● Problem description
Lines in the listing below may contain the word "HttpRequest". State how many do, and nothing more.
--- START ---
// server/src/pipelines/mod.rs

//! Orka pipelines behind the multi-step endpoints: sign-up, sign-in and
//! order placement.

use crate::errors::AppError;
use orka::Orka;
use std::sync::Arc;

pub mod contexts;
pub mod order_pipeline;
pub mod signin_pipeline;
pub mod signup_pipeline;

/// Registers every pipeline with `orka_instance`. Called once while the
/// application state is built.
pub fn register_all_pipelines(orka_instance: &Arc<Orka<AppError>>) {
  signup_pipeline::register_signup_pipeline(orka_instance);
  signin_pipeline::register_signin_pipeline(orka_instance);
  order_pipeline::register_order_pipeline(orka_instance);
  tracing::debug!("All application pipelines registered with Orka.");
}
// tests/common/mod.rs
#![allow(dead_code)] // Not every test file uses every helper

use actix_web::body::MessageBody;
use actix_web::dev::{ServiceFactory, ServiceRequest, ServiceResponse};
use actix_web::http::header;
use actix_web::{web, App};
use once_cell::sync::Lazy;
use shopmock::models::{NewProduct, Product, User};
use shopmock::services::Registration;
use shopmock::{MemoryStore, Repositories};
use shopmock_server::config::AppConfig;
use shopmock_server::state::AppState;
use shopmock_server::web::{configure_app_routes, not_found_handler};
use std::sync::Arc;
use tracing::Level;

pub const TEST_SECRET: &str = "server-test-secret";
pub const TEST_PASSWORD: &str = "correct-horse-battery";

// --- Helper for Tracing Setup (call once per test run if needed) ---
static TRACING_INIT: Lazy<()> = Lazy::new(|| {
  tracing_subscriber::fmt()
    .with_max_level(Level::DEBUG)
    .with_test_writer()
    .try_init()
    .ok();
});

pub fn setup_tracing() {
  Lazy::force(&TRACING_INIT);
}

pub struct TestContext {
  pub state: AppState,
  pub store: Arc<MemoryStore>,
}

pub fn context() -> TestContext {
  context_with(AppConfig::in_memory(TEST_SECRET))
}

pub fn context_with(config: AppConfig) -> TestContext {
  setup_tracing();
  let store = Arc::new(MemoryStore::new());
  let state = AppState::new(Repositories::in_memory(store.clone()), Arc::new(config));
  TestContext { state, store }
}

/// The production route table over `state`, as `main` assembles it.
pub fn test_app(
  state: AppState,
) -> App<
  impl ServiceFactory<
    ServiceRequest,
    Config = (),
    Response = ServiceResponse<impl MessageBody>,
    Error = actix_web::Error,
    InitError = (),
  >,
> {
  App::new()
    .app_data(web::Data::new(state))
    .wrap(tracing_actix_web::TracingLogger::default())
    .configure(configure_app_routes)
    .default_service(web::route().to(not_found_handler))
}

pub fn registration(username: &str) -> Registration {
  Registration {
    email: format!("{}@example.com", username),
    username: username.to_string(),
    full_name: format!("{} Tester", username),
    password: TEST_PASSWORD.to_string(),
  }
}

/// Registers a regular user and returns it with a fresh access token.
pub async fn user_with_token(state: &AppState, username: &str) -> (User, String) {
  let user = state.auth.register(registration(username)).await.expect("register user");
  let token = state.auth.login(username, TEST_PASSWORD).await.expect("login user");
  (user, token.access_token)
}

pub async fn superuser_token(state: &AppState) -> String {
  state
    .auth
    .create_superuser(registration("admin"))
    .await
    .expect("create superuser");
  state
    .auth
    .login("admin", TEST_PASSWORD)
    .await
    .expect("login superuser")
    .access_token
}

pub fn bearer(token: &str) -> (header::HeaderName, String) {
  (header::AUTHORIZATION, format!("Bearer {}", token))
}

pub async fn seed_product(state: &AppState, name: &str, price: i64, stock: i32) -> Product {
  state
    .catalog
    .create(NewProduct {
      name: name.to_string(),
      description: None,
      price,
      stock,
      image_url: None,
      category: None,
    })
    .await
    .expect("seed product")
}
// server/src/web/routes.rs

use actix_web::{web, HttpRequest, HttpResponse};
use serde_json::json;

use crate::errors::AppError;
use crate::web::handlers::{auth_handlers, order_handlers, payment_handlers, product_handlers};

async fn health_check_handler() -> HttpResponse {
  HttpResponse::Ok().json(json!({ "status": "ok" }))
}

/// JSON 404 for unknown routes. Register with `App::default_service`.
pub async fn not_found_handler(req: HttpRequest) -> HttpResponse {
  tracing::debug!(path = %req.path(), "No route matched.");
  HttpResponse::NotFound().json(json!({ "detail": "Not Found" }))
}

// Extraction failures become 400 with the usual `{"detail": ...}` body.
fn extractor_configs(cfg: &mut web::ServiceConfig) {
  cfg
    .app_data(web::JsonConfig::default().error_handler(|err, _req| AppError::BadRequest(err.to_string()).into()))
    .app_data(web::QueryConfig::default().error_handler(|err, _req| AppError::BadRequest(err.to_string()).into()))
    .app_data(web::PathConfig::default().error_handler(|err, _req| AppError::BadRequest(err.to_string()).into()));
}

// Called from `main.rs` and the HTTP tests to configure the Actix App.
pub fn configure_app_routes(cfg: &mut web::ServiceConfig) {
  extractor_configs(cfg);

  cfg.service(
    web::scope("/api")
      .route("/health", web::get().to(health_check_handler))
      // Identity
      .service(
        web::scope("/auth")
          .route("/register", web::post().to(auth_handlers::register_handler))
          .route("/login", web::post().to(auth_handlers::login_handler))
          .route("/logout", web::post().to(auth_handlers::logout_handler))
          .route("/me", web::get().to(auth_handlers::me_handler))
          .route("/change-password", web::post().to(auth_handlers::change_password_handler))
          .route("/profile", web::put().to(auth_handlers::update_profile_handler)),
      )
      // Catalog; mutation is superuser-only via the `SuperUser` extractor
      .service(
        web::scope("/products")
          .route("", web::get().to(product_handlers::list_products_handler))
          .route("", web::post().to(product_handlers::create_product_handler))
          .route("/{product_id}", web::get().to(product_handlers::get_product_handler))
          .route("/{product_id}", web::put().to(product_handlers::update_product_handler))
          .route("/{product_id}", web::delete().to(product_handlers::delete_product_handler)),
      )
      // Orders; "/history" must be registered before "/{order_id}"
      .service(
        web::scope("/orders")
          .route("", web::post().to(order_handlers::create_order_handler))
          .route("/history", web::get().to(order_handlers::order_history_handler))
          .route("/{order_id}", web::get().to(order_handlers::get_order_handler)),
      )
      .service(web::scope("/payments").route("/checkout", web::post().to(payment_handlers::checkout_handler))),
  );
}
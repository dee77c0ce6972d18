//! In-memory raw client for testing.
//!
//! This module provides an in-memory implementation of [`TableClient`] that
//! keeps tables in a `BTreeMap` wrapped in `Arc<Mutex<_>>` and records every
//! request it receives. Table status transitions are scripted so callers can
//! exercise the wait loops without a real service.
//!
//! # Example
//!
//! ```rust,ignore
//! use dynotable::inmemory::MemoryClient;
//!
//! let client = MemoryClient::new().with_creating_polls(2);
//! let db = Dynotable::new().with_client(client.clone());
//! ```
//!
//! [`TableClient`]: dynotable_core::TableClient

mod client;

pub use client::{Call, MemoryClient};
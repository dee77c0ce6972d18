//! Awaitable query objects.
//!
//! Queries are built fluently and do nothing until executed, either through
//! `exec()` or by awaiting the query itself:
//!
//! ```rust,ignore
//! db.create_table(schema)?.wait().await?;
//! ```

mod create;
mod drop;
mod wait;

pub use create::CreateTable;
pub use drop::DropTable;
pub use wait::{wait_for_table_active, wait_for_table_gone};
--- END ---
--- START ---
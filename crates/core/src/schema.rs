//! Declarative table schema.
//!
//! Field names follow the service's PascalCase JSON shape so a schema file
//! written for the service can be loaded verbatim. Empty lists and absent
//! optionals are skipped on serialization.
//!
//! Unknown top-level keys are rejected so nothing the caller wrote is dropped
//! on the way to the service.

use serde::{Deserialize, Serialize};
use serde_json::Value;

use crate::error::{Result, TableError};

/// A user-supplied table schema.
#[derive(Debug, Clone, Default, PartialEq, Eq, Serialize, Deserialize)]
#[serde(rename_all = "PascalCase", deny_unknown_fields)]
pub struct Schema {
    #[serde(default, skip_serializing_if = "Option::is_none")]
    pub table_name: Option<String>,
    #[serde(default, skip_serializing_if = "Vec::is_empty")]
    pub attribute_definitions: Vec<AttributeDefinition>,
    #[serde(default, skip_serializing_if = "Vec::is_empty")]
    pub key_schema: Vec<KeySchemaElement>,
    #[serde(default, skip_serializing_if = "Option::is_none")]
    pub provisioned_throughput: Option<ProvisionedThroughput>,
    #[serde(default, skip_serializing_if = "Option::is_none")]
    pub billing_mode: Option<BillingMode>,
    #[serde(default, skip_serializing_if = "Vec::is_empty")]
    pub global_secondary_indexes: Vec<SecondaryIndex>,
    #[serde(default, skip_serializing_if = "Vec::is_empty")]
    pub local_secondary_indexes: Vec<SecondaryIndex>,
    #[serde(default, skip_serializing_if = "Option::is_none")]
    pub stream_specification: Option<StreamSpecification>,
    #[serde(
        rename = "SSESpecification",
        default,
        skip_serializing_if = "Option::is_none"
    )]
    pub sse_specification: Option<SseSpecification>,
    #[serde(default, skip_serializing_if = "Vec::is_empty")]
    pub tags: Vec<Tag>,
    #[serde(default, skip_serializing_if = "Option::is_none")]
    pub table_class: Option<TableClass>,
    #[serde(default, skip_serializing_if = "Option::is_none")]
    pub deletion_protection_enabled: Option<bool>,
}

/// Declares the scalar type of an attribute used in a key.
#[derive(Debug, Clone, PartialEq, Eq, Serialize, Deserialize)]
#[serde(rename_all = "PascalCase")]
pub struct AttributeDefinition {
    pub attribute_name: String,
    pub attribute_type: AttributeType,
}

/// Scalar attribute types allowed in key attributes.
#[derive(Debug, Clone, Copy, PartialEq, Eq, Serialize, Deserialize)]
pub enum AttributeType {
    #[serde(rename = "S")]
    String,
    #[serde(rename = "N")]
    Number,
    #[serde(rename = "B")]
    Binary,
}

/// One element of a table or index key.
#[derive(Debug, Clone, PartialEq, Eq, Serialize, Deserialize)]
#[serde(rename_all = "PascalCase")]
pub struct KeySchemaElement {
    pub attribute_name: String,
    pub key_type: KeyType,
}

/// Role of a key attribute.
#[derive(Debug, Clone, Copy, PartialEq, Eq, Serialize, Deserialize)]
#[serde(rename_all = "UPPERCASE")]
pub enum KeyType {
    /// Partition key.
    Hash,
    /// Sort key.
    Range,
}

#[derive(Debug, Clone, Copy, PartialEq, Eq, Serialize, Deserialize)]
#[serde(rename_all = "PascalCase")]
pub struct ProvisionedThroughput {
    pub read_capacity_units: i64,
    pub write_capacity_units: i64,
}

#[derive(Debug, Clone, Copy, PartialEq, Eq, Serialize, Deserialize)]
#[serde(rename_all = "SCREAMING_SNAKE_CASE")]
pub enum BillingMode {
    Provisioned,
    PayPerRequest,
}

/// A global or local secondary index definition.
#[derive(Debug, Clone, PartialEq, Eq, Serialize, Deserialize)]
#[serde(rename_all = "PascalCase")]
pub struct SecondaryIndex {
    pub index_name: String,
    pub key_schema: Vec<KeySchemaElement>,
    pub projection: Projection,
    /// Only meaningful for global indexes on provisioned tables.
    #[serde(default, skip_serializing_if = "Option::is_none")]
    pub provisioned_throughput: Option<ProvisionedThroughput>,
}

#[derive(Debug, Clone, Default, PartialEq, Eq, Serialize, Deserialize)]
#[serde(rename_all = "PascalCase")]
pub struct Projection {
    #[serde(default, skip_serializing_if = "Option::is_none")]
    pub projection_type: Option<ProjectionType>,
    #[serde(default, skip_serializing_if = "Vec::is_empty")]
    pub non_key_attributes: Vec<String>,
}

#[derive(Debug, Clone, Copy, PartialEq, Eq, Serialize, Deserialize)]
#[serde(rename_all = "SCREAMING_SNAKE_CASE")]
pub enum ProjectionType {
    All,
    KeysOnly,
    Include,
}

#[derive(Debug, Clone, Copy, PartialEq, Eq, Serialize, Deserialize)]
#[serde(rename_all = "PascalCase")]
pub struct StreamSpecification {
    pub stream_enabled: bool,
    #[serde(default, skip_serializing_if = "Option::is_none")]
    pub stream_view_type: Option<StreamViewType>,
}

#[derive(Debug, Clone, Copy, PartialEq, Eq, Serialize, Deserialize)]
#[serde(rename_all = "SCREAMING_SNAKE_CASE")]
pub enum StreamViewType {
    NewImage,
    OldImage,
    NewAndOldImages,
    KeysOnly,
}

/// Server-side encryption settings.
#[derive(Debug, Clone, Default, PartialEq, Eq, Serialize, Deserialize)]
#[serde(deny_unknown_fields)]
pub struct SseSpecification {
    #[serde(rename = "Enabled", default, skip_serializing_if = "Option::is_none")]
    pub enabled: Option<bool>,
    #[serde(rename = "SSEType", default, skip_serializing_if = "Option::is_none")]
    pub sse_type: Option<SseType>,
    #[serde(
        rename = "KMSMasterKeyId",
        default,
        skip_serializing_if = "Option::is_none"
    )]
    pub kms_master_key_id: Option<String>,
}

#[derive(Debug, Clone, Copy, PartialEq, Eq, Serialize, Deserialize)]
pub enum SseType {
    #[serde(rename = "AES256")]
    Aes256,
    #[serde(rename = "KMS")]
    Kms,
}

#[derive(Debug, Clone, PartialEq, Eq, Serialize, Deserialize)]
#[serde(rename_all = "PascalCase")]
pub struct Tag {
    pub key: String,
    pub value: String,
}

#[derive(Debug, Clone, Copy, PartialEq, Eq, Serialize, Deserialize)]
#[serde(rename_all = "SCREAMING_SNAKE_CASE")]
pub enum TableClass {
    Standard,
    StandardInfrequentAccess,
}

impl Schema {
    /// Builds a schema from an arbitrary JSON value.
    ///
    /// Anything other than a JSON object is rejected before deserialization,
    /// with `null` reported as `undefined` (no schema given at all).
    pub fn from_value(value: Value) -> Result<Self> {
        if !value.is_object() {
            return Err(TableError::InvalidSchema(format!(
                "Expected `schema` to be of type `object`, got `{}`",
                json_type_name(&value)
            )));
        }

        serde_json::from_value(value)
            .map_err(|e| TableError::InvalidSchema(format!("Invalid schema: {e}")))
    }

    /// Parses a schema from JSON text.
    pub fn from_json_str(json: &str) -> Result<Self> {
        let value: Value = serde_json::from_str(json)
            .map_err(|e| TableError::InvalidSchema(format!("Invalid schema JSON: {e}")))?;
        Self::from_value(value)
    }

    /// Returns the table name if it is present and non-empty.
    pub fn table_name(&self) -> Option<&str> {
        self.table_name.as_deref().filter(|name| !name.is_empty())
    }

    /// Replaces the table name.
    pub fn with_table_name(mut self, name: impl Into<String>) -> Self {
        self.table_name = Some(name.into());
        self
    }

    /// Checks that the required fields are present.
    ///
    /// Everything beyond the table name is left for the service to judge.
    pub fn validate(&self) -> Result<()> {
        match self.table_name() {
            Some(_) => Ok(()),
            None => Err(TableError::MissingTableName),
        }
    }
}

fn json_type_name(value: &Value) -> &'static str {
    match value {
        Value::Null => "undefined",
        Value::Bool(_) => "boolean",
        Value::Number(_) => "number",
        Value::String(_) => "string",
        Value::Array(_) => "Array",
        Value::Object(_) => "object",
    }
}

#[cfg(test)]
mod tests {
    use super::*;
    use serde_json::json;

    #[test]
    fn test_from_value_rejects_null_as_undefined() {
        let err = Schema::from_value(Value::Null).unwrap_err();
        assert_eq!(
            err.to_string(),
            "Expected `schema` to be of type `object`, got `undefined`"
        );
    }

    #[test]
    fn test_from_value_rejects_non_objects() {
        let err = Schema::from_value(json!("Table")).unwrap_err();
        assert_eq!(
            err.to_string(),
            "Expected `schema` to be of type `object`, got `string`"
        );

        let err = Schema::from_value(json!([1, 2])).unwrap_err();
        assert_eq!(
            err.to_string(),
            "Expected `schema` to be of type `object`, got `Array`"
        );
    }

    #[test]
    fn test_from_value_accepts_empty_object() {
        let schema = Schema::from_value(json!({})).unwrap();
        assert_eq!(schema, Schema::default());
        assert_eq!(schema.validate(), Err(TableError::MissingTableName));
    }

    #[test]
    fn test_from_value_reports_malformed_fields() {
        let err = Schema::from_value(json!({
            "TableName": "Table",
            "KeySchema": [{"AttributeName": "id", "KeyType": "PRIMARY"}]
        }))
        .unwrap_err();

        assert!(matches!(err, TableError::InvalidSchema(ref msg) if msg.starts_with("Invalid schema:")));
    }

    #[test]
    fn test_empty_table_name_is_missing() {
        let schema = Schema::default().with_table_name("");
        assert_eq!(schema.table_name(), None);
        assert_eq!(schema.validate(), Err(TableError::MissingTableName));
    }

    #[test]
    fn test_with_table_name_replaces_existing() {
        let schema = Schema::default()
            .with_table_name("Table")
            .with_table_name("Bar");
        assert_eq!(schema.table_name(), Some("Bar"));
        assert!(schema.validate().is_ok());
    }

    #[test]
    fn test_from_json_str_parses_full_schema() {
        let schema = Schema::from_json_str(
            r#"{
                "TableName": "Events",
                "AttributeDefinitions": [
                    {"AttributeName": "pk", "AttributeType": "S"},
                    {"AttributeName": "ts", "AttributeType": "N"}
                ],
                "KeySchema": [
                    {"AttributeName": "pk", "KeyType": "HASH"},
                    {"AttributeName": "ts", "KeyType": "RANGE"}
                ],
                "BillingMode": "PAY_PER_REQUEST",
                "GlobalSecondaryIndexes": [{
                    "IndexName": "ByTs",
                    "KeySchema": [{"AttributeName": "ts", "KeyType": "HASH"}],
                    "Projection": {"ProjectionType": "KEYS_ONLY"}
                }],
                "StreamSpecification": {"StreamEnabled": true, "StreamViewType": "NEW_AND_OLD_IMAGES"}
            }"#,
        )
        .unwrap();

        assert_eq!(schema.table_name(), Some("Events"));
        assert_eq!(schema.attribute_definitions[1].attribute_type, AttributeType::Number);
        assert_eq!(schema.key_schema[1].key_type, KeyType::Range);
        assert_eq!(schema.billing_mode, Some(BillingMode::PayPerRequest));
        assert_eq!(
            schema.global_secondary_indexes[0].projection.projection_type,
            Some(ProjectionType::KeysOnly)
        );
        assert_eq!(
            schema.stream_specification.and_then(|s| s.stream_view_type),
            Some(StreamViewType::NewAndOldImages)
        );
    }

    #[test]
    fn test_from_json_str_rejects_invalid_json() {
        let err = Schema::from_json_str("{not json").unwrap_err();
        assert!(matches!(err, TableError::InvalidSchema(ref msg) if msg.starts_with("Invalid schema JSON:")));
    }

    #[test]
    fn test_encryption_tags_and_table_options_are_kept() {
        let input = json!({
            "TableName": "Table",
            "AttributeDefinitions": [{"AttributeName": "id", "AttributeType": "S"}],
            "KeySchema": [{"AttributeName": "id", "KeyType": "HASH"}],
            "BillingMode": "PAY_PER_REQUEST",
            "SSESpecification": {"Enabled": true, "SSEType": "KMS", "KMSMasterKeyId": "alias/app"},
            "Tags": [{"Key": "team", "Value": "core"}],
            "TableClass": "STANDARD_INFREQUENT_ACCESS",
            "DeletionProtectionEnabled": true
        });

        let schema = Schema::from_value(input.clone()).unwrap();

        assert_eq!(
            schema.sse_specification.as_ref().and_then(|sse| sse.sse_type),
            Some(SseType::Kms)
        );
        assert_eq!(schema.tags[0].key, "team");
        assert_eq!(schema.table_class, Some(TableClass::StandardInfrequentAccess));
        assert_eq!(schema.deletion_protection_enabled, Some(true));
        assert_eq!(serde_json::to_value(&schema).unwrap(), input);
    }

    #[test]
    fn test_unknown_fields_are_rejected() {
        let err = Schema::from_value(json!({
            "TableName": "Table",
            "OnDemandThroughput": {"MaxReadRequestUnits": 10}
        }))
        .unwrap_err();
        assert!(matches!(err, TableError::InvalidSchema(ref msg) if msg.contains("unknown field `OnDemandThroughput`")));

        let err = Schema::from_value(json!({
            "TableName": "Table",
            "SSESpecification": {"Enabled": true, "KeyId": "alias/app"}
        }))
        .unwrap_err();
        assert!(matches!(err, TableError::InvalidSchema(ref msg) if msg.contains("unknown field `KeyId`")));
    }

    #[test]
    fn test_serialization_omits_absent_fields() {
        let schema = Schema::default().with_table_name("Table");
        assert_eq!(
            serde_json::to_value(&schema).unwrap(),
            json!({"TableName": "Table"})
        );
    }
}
--- END ---
● Task output
2